See the event pics at my OSUM profile albums
http://osum.sun.com/photo/albums/on-campus-event-5th-july

Sunday, June 27, 2010

Enterprise Ruby : First Impressions

I cannot stop marvel at the 'gem' of a useful software that I installed today (www.rubyenterpriseedition.com). As its name was enterprise ruby, earlier my impression was that it was some proprietary software (I had heard websites like twitter using it) but to a pleasant surprise, turned out to be an open source software distributed by Phusion (the same guys behind Passenger deployment tool). It is provided for all *NIX systems and ready to run .deb installer for Ubuntu.
Well, to the point itself, Enterprise Ruby features :
# An enhanced garbage collector. This allows one to reduce memory usage of Ruby on Rails applications (or any Ruby application that takes advantage of the feature) by 33% on average.
# An improved memory allocator. This increases Ruby's performance drastically.
# Various developer tools for debugging memory usage and garbage collector behaviour

A lot of this optimization is POSIX dependent, which is why there is no such version for windows yet. The FAQ page (http://www.rubyenterpriseedition.com/faq.html) demonstrated this and a lot more about the improved platform, which is why a lot of production servers are adopting it.

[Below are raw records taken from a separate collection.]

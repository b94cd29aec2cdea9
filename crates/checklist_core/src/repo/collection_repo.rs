//! Collection repository contract and SQLite implementation.
//!
//! # Responsibility
//! - Persist the full checklist collection as a single JSON record.
//! - Persist the dark-mode preference independently of the collection.
//!
//! # Invariants
//! - A missing record reads as "nothing stored yet" (empty / `false`).
//! - Writes replace the whole record in one statement.
//! - Records are decoded one by one; a record that cannot be decoded is
//!   skipped and counted, never fails the whole load.

use crate::db::migrations::{current_user_version, latest_version};
use crate::db::DbError;
use crate::model::checklist::Checklist;
use log::warn;
use rusqlite::{params, Connection, OptionalExtension};
use serde_json::Value;
use std::error::Error;
use std::fmt::{Display, Formatter};

/// Storage key of the serialized collection.
pub const COLLECTION_KEY: &str = "checklists";
/// Storage key holding the last collection payload that failed to load.
pub const UNREADABLE_COLLECTION_KEY: &str = "checklists_unreadable";
/// Storage key of the dark-mode flag.
pub const DARK_MODE_KEY: &str = "dark_mode";

pub type RepoResult<T> = Result<T, RepoError>;

/// Repository error for collection persistence.
#[derive(Debug)]
pub enum RepoError {
    Db(DbError),
    /// Stored or outgoing payload could not be (de)serialized.
    Serialization(serde_json::Error),
    /// Connection was not opened through `db::open_db*`.
    UninitializedConnection {
        expected_version: u32,
        actual_version: u32,
    },
}

impl Display for RepoError {
    fn fmt(&self, f: &mut Formatter<'_>) -> std::fmt::Result {
        match self {
            Self::Db(err) => write!(f, "{err}"),
            Self::Serialization(err) => write!(f, "invalid checklist payload: {err}"),
            Self::UninitializedConnection {
                expected_version,
                actual_version,
            } => write!(
                f,
                "connection schema version {actual_version} does not match expected {expected_version}; open it with db::open_db"
            ),
        }
    }
}

impl Error for RepoError {
    fn source(&self) -> Option<&(dyn Error + 'static)> {
        match self {
            Self::Db(err) => Some(err),
            Self::Serialization(err) => Some(err),
            Self::UninitializedConnection { .. } => None,
        }
    }
}

impl From<DbError> for RepoError {
    fn from(value: DbError) -> Self {
        Self::Db(value)
    }
}

impl From<rusqlite::Error> for RepoError {
    fn from(value: rusqlite::Error) -> Self {
        Self::Db(DbError::Sqlite(value))
    }
}

impl From<serde_json::Error> for RepoError {
    fn from(value: serde_json::Error) -> Self {
        Self::Serialization(value)
    }
}

/// Result of decoding the stored collection.
#[derive(Debug, Default)]
pub struct LoadedCollection {
    pub checklists: Vec<Checklist>,
    /// Records present in storage that could not be decoded.
    pub skipped_records: usize,
}

/// Durable storage contract for the collection store.
pub trait CollectionRepository {
    /// Loads the stored collection; empty when nothing is stored.
    ///
    /// # Errors
    /// - `Serialization` when the payload is not a JSON array at all.
    fn load_collection(&self) -> RepoResult<LoadedCollection>;
    /// Replaces the stored collection with `checklists`.
    fn save_collection(&self, checklists: &[Checklist]) -> RepoResult<()>;
    /// Copies the raw stored collection aside so a later save cannot erase
    /// records that failed to load.
    fn preserve_unreadable_collection(&self) -> RepoResult<()>;
    /// Loads the dark-mode flag; `false` when unset or unreadable.
    fn load_dark_mode(&self) -> RepoResult<bool>;
    fn save_dark_mode(&self, enabled: bool) -> RepoResult<()>;
}

/// SQLite-backed key/value collection repository.
pub struct SqliteCollectionRepository<'conn> {
    conn: &'conn Connection,
}

impl<'conn> SqliteCollectionRepository<'conn> {
    /// Wraps a connection that has been migrated to the latest schema.
    ///
    /// # Errors
    /// - `UninitializedConnection` when migrations have not been applied.
    pub fn try_new(conn: &'conn Connection) -> RepoResult<Self> {
        let actual_version = current_user_version(conn)?;
        let expected_version = latest_version();
        if actual_version != expected_version {
            return Err(RepoError::UninitializedConnection {
                expected_version,
                actual_version,
            });
        }
        Ok(Self { conn })
    }

    fn read_value(&self, key: &str) -> RepoResult<Option<String>> {
        let value = self
            .conn
            .query_row(
                "SELECT value FROM kv_store WHERE key = ?1;",
                [key],
                |row| row.get::<_, String>(0),
            )
            .optional()?;
        Ok(value)
    }

    fn write_value(&self, key: &str, value: &str) -> RepoResult<()> {
        self.conn.execute(
            "INSERT INTO kv_store (key, value, updated_at)
             VALUES (?1, ?2, (strftime('%s', 'now') * 1000))
             ON CONFLICT(key) DO UPDATE SET
                value = excluded.value,
                updated_at = excluded.updated_at;",
            params![key, value],
        )?;
        Ok(())
    }
}

impl CollectionRepository for SqliteCollectionRepository<'_> {
    fn load_collection(&self) -> RepoResult<LoadedCollection> {
        let Some(payload) = self.read_value(COLLECTION_KEY)? else {
            return Ok(LoadedCollection::default());
        };
        let records: Vec<Value> = serde_json::from_str(&payload)?;

        let mut loaded = LoadedCollection::default();
        for (index, record) in records.into_iter().enumerate() {
            match serde_json::from_value::<Checklist>(record) {
                Ok(checklist) => loaded.checklists.push(checklist),
                Err(err) => {
                    warn!(
                        "event=collection_load module=repo status=skipped record_index={index} error={err}"
                    );
                    loaded.skipped_records += 1;
                }
            }
        }
        Ok(loaded)
    }

    fn save_collection(&self, checklists: &[Checklist]) -> RepoResult<()> {
        let payload = serde_json::to_string(checklists)?;
        self.write_value(COLLECTION_KEY, &payload)
    }

    fn preserve_unreadable_collection(&self) -> RepoResult<()> {
        self.conn.execute(
            "INSERT INTO kv_store (key, value, updated_at)
             SELECT ?2, value, (strftime('%s', 'now') * 1000)
             FROM kv_store
             WHERE key = ?1
             ON CONFLICT(key) DO UPDATE SET
                value = excluded.value,
                updated_at = excluded.updated_at;",
            params![COLLECTION_KEY, UNREADABLE_COLLECTION_KEY],
        )?;
        Ok(())
    }

    fn load_dark_mode(&self) -> RepoResult<bool> {
        Ok(self
            .read_value(DARK_MODE_KEY)?
            .is_some_and(|value| value.trim() == "true"))
    }

    fn save_dark_mode(&self, enabled: bool) -> RepoResult<()> {
        self.write_value(DARK_MODE_KEY, if enabled { "true" } else { "false" })
    }
}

However, the nicest thing in the  whole installation was that you got a lot of commonly used gems installed, which is really appreciative because we otherwise have to manually install or repeatedly try to install via the gem repository (a thing that sadly fails most of the time for me).

Hopefully you find this information helpful. If you feel anything contradictory to that posted above, please do comment as I might be wrong in some areas that I haven't checked out yet.

Thursday, June 17, 2010

Towards RESTful Web Services

When we talk about distributed applications, internet is the enabling technology that comes to the mind. Sure, one can think of many other ways and protocols of performing a software feat on more than one computer at the same time, but the fact that internet or the World WideWeb is the biggest network out there remains true and has the appeal of its ubiquity in the implementation of any such distributed application.
You can even think of a website as a distributed application, but here, the client (or you) is a passive person/computer that can only use what is fed to him. Even dynamic websites ultimately generate static content (or for that matter, even Web 2.0, which is built on user experience rather than anything else), which even if it appears as a distributed application, there is no such distribution of computation going on. However, in a truly distributed application, the portions of application reside in different computers and communicate with each other via internet. This interchange of the necessary data and process requests is what is needed in these kinds of applications.
Before I further befuddle you from the idiosyncrasy of complex distributed application technologies that are widely used like WS-* stack, we need to understand the simple phenomenon that on the web, the content generated on the web pages is in form of HTML, that is read by the web browsers on your computers and displayed to you as a web page. However, if we change this format to a different one (still textual, not changing into binary ) like XML or JSON, the end users of our application become different.
So ultimately, there is not much difference between a web site and a web service as the former can be used interchangeably with the latter and what make a web site easier to be used by a human being can be applied to a web service, which can be applied over internet on the same manner, to a program. The common web service protocol has been SOAP, which is essentially an application layer on top of whatever internet it is operating on. This created a lighter way of creating distributed and interoperable applications, but at an increasing cost of complexity. Instead of reinventing the wheel, wouldn't it be simply great if we simply set forth the best of the internet in a mix and obtain something refreshingly easy, elegant and say useful for our purposes.
This is what REST or REpresentational State Transfer is all about. It is not just an alternative method of creating web services, but is arguably the easier way of creating them as it addresses the addressing and discovery concerns based on the established design patterns of internet. The simplicity of this approach is not its weakness as you probably might be thinking, but its strength. Other web service provider technologies can claim maturity and tools to hide complexity, but the changing face of REST is negating this limitation of itself in this regard. In my future posts, I'll explain how the changing face of REST is going to make it a force to reckon with in future.

Thursday, May 13, 2010

Scalable Application Architecture with Memory Caches

This post is dedicated towards an important feature that is required in creation of highly performant and scalable applications. Data has traditionally been stored in specialized software, aptly known as database. However, given the massive use of some specific data which is generally static in nature in applications that permit large number of users(thousands, if not more) to interact with the application simultaneously. Using a memory storage instead of a hard disk file results in huge performance gain as the requests pertaining to that data would not be read from a database located on a disk.Think of a in-memory data cache as a robust, persistent storage that can be used in certain transient tasks where the data is stored in RAM of cache machines.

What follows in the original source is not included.